*** RECORDS TO PROCESS ***
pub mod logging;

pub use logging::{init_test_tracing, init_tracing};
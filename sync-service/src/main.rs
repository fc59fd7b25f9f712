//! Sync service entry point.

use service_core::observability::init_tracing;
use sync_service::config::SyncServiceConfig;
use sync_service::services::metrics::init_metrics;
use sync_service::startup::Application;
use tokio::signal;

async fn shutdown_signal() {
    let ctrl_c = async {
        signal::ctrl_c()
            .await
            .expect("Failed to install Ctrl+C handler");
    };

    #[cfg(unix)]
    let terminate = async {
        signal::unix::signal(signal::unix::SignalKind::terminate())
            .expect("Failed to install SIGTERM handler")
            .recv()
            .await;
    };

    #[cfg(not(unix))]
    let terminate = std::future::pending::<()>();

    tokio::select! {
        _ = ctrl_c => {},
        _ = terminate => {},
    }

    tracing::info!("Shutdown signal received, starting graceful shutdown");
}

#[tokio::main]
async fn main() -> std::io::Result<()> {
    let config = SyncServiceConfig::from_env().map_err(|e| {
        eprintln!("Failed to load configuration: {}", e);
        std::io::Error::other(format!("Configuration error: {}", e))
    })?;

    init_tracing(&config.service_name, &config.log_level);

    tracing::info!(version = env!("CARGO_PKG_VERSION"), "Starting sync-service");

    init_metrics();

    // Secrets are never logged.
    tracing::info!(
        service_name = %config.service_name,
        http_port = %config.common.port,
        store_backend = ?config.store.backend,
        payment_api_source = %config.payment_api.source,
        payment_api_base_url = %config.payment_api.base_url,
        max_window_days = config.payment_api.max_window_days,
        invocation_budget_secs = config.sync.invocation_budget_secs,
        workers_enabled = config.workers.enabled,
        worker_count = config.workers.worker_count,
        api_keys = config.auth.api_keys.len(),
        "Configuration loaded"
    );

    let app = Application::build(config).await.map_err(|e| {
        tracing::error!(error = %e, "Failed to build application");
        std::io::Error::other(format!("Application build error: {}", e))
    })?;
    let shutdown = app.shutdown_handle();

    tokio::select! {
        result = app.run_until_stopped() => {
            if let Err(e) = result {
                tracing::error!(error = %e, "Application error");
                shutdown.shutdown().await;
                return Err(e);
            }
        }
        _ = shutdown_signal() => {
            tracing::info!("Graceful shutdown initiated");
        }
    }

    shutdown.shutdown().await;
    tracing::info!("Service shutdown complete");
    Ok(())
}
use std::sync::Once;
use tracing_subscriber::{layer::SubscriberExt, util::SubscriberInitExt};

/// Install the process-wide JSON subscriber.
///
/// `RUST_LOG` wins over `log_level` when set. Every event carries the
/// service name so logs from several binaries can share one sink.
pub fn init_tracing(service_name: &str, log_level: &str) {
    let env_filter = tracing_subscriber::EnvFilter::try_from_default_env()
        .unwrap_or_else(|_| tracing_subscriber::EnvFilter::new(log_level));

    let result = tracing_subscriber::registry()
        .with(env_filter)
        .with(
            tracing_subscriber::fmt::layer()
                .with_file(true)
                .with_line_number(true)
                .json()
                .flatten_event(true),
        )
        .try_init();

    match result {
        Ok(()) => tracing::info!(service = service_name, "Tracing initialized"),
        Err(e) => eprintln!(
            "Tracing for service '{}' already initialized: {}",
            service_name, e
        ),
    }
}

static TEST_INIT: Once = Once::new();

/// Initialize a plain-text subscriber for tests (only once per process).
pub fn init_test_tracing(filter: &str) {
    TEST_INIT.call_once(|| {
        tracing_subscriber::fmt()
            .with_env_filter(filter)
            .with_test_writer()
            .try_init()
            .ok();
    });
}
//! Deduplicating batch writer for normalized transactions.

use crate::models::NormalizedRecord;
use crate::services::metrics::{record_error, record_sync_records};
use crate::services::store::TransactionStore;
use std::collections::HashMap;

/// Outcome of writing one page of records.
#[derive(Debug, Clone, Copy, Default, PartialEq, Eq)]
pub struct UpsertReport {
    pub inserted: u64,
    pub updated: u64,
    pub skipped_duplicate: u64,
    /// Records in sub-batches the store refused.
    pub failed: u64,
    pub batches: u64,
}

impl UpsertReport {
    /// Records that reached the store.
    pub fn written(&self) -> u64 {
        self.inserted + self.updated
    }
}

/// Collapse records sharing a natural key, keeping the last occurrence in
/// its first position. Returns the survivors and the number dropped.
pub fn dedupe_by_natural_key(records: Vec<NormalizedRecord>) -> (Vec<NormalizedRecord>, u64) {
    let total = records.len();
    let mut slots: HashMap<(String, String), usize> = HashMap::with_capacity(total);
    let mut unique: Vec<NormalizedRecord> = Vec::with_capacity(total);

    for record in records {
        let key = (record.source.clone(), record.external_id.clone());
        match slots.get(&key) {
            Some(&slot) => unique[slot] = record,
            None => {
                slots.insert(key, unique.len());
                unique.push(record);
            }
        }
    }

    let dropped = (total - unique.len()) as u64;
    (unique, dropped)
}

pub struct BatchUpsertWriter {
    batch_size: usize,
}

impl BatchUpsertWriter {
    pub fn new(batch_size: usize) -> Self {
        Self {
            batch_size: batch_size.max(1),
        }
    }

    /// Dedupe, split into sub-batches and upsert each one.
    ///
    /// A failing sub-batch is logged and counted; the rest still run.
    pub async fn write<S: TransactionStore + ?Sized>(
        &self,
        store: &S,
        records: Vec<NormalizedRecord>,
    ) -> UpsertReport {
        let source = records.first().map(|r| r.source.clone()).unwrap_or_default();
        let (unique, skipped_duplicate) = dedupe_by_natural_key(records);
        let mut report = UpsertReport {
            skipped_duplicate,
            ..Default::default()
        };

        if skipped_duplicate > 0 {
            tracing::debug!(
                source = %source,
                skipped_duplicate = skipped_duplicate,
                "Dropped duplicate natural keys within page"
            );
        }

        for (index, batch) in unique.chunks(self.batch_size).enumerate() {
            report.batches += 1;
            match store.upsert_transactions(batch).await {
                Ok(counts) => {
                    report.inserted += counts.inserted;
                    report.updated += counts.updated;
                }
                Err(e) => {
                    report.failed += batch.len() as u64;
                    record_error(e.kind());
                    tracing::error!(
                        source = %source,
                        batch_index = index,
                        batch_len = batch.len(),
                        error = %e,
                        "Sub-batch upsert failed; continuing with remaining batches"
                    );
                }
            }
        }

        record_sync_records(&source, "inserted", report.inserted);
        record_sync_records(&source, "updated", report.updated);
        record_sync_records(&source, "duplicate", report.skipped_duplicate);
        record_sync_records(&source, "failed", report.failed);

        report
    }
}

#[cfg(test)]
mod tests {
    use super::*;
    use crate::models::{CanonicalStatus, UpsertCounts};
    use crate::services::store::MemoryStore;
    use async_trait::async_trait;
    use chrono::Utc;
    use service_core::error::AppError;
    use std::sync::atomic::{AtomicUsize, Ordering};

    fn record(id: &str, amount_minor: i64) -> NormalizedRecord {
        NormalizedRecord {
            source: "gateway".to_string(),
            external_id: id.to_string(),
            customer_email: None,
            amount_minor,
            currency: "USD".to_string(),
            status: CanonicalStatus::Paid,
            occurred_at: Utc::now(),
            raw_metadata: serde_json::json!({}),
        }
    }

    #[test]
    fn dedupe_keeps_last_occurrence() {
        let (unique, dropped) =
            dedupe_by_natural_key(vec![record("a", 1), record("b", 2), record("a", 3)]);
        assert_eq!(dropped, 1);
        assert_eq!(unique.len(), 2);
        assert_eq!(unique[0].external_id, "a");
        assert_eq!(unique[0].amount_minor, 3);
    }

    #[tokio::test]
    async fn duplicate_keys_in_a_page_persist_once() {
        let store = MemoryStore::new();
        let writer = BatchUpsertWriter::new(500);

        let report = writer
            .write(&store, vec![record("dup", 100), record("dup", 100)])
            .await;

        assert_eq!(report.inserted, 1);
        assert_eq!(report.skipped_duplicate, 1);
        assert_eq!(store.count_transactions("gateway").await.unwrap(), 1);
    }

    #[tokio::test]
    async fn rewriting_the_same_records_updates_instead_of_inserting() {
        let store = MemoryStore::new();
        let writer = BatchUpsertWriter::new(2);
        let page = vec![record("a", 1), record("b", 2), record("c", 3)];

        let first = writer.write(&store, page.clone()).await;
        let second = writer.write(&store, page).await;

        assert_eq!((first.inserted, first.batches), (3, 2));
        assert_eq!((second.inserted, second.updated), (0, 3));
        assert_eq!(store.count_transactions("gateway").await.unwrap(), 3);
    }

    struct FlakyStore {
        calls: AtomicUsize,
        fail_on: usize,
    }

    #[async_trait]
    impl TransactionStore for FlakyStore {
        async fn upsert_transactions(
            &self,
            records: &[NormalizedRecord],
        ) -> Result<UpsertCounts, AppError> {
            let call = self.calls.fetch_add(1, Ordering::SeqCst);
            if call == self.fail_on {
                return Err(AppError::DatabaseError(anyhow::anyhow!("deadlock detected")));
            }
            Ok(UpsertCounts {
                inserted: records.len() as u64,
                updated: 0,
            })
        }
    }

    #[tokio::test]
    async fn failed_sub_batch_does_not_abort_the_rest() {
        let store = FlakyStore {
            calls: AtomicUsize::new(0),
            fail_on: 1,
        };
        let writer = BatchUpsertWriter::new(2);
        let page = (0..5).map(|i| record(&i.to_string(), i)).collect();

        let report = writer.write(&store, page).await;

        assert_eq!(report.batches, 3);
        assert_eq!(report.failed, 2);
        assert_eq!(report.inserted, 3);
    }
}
*** End of RECORDS TO PROCESS ***
- WHAT THE TASK REQUIRES -
Keep to the lines above, from the first one through the line where "let ctrl_c = async" appears, and copy them exactly.

- SOLUTION TO THE PROBLEM -
pub mod logging;

pub use logging::{init_test_tracing, init_tracing};
filename sync-service/src/main.rs
repository fc59fd7b25f9f712
//! Sync service entry point.

use service_core::observability::init_tracing;
use sync_service::config::SyncServiceConfig;
use sync_service::services::metrics::init_metrics;
use sync_service::startup::Application;
use tokio::signal;

async fn shutdown_signal() {
    let ctrl_c = async {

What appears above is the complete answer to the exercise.